§ **Exercise instructions**
Across the listing below, how many lines have the word "usize" in them? Provide only the number.

§ **Records to process**
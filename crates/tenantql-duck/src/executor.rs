//! Read-only, bounded execution of translated SQL against a tenant database

use async_trait::async_trait;
use chrono::{Duration as ChronoDuration, NaiveDate};
use duckdb::types::{TimeUnit, ValueRef};
use duckdb::Connection;
use serde::{Deserialize, Serialize};
use std::path::PathBuf;
use std::time::Duration;
use tenantql_engine::sql::Statement;
use tenantql_engine::{validate_tenant_id, ExecutionError, QueryExecutor, QueryResult, SampleSource};
use tokio::sync::oneshot;

use crate::open_read_only;

/// Row and time bounds applied to every statement
#[derive(Debug, Clone, Copy, PartialEq, Serialize, Deserialize)]
#[serde(default)]
pub struct ExecutionLimits {
    pub max_rows: usize,
    pub timeout_secs: u64,
}

impl Default for ExecutionLimits {
    fn default() -> Self {
        Self {
            max_rows: 1000,
            timeout_secs: 30,
        }
    }
}

#[derive(Debug, Clone)]
pub struct DuckExecutor {
    dir: PathBuf,
    limits: ExecutionLimits,
}

impl DuckExecutor {
    pub fn new(dir: impl Into<PathBuf>, limits: ExecutionLimits) -> Self {
        Self {
            dir: dir.into(),
            limits,
        }
    }

    pub fn limits(&self) -> ExecutionLimits {
        self.limits
    }
}

/// Reject anything but a single SELECT/WITH, then cap the row count
pub(crate) fn bounded_sql(sql: &str, max_rows: usize) -> Result<String, ExecutionError> {
    let stmt = Statement::parse(sql).map_err(|e| ExecutionError::Rejected(e.to_string()))?;
    match stmt.leading_keyword().as_deref() {
        Some("SELECT") | Some("WITH") => {}
        Some(other) => return Err(ExecutionError::Rejected(format!("{} statements are not executed", other))),
        None => return Err(ExecutionError::Rejected("empty statement".to_string())),
    }
    if stmt.statement_count() != 1 {
        return Err(ExecutionError::Rejected("exactly one statement is executed".to_string()));
    }

    // cut after the last significant token so a trailing comment cannot swallow the LIMIT
    let end = stmt
        .tokens()
        .iter()
        .rev()
        .find(|t| !t.is_trivia() && !t.is_symbol(";"))
        .map(|t| t.offset + t.text.len())
        .unwrap_or(0);
    let body = sql.get(..end).unwrap_or(sql).trim();
    if stmt.has_limit() {
        Ok(body.to_string())
    } else {
        Ok(format!("{} LIMIT {}", body, max_rows))
    }
}

fn run(conn: &Connection, sql: &str, max_rows: usize) -> Result<QueryResult, duckdb::Error> {
    let mut stmt = conn.prepare(sql)?;
    let mut rows = stmt.query([])?;
    let columns = rows.as_ref().map(|s| s.column_names()).unwrap_or_default();

    let mut result_rows = Vec::new();
    while let Some(row) = rows.next()? {
        let mut json_row = Vec::with_capacity(columns.len());
        for i in 0..columns.len() {
            json_row.push(to_json(row.get_ref(i)?));
        }
        result_rows.push(json_row);
        // a LIMIT already written in the query may exceed ours
        if result_rows.len() >= max_rows {
            break;
        }
    }

    Ok(QueryResult {
        columns,
        row_count: result_rows.len(),
        rows: result_rows,
    })
}

fn to_json(value: ValueRef<'_>) -> serde_json::Value {
    use serde_json::Value;
    match value {
        ValueRef::Null => Value::Null,
        ValueRef::Boolean(b) => Value::Bool(b),
        ValueRef::TinyInt(i) => Value::from(i),
        ValueRef::SmallInt(i) => Value::from(i),
        ValueRef::Int(i) => Value::from(i),
        ValueRef::BigInt(i) => Value::from(i),
        ValueRef::HugeInt(i) => i64::try_from(i).map(Value::from).unwrap_or_else(|_| Value::String(i.to_string())),
        ValueRef::UTinyInt(i) => Value::from(i),
        ValueRef::USmallInt(i) => Value::from(i),
        ValueRef::UInt(i) => Value::from(i),
        ValueRef::UBigInt(i) => Value::from(i),
        ValueRef::Float(f) => serde_json::json!(f),
        ValueRef::Double(f) => serde_json::json!(f),
        // strings keep the exact scale
        ValueRef::Decimal(d) => Value::String(d.to_string()),
        ValueRef::Text(bytes) => Value::String(String::from_utf8_lossy(bytes).into_owned()),
        ValueRef::Date32(days) => NaiveDate::from_ymd_opt(1970, 1, 1)
            .and_then(|epoch| epoch.checked_add_signed(ChronoDuration::days(i64::from(days))))
            .map(|d| Value::String(d.to_string()))
            .unwrap_or(Value::Null),
        ValueRef::Timestamp(unit, v) => {
            let micros = match unit {
                TimeUnit::Second => v.saturating_mul(1_000_000),
                TimeUnit::Millisecond => v.saturating_mul(1_000),
                TimeUnit::Microsecond => v,
                TimeUnit::Nanosecond => v / 1_000,
            };
            chrono::DateTime::from_timestamp_micros(micros)
                .map(|t| Value::String(t.naive_utc().to_string()))
                .unwrap_or(Value::Null)
        }
        other => {
            tracing::trace!(value = ?other, "Unsupported value type returned as null");
            Value::Null
        }
    }
}

impl DuckExecutor {
    /// Run on a blocking thread; on timeout the query is interrupted inside DuckDB
    async fn run_bounded(&self, tenant_id: &str, sql: String, max_rows: usize) -> Result<QueryResult, ExecutionError> {
        let timeout = Duration::from_secs(self.limits.timeout_secs);
        let dir = self.dir.clone();
        let tenant = tenant_id.to_string();
        let (handle_tx, mut handle_rx) = oneshot::channel();

        let task = tokio::task::spawn_blocking(move || -> Result<QueryResult, ExecutionError> {
            let conn = open_read_only(&dir, &tenant)
                .map_err(ExecutionError::backend)?
                .ok_or_else(|| ExecutionError::UnknownTenant(tenant.clone()))?;
            let _ = handle_tx.send(conn.interrupt_handle());
            run(&conn, &sql, max_rows).map_err(ExecutionError::backend)
        });

        match tokio::time::timeout(timeout, task).await {
            Ok(joined) => joined.map_err(ExecutionError::backend)?,
            Err(_) => {
                if let Ok(handle) = handle_rx.try_recv() {
                    handle.interrupt();
                }
                tracing::warn!(tenant = tenant_id, ?timeout, "Query execution timed out");
                Err(ExecutionError::Timeout(timeout))
            }
        }
    }
}

#[async_trait]
impl QueryExecutor for DuckExecutor {
    async fn execute(&self, tenant_id: &str, sql: &str) -> Result<QueryResult, ExecutionError> {
        validate_tenant_id(tenant_id).map_err(|_| ExecutionError::UnknownTenant(tenant_id.to_string()))?;
        let bounded = bounded_sql(sql, self.limits.max_rows)?;

        tracing::debug!(tenant = tenant_id, sql = %bounded, "Executing translated query");
        let result = self.run_bounded(tenant_id, bounded, self.limits.max_rows).await?;
        tracing::info!(tenant = tenant_id, rows = result.row_count, "Executed translated query");
        Ok(result)
    }
}

#[async_trait]
impl SampleSource for DuckExecutor {
    async fn sample(&self, tenant_id: &str, table: &str, rows: usize) -> Result<QueryResult, ExecutionError> {
        validate_tenant_id(tenant_id).map_err(|_| ExecutionError::UnknownTenant(tenant_id.to_string()))?;
        let rows = rows.min(self.limits.max_rows);
        let sql = format!("SELECT * FROM \"{}\" LIMIT {}", table.replace('"', "\"\""), rows);
        tracing::trace!(tenant = tenant_id, table, rows, "Sampling tenant table");
        self.run_bounded(tenant_id, sql, rows).await
    }
}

§ **Worked solution**
5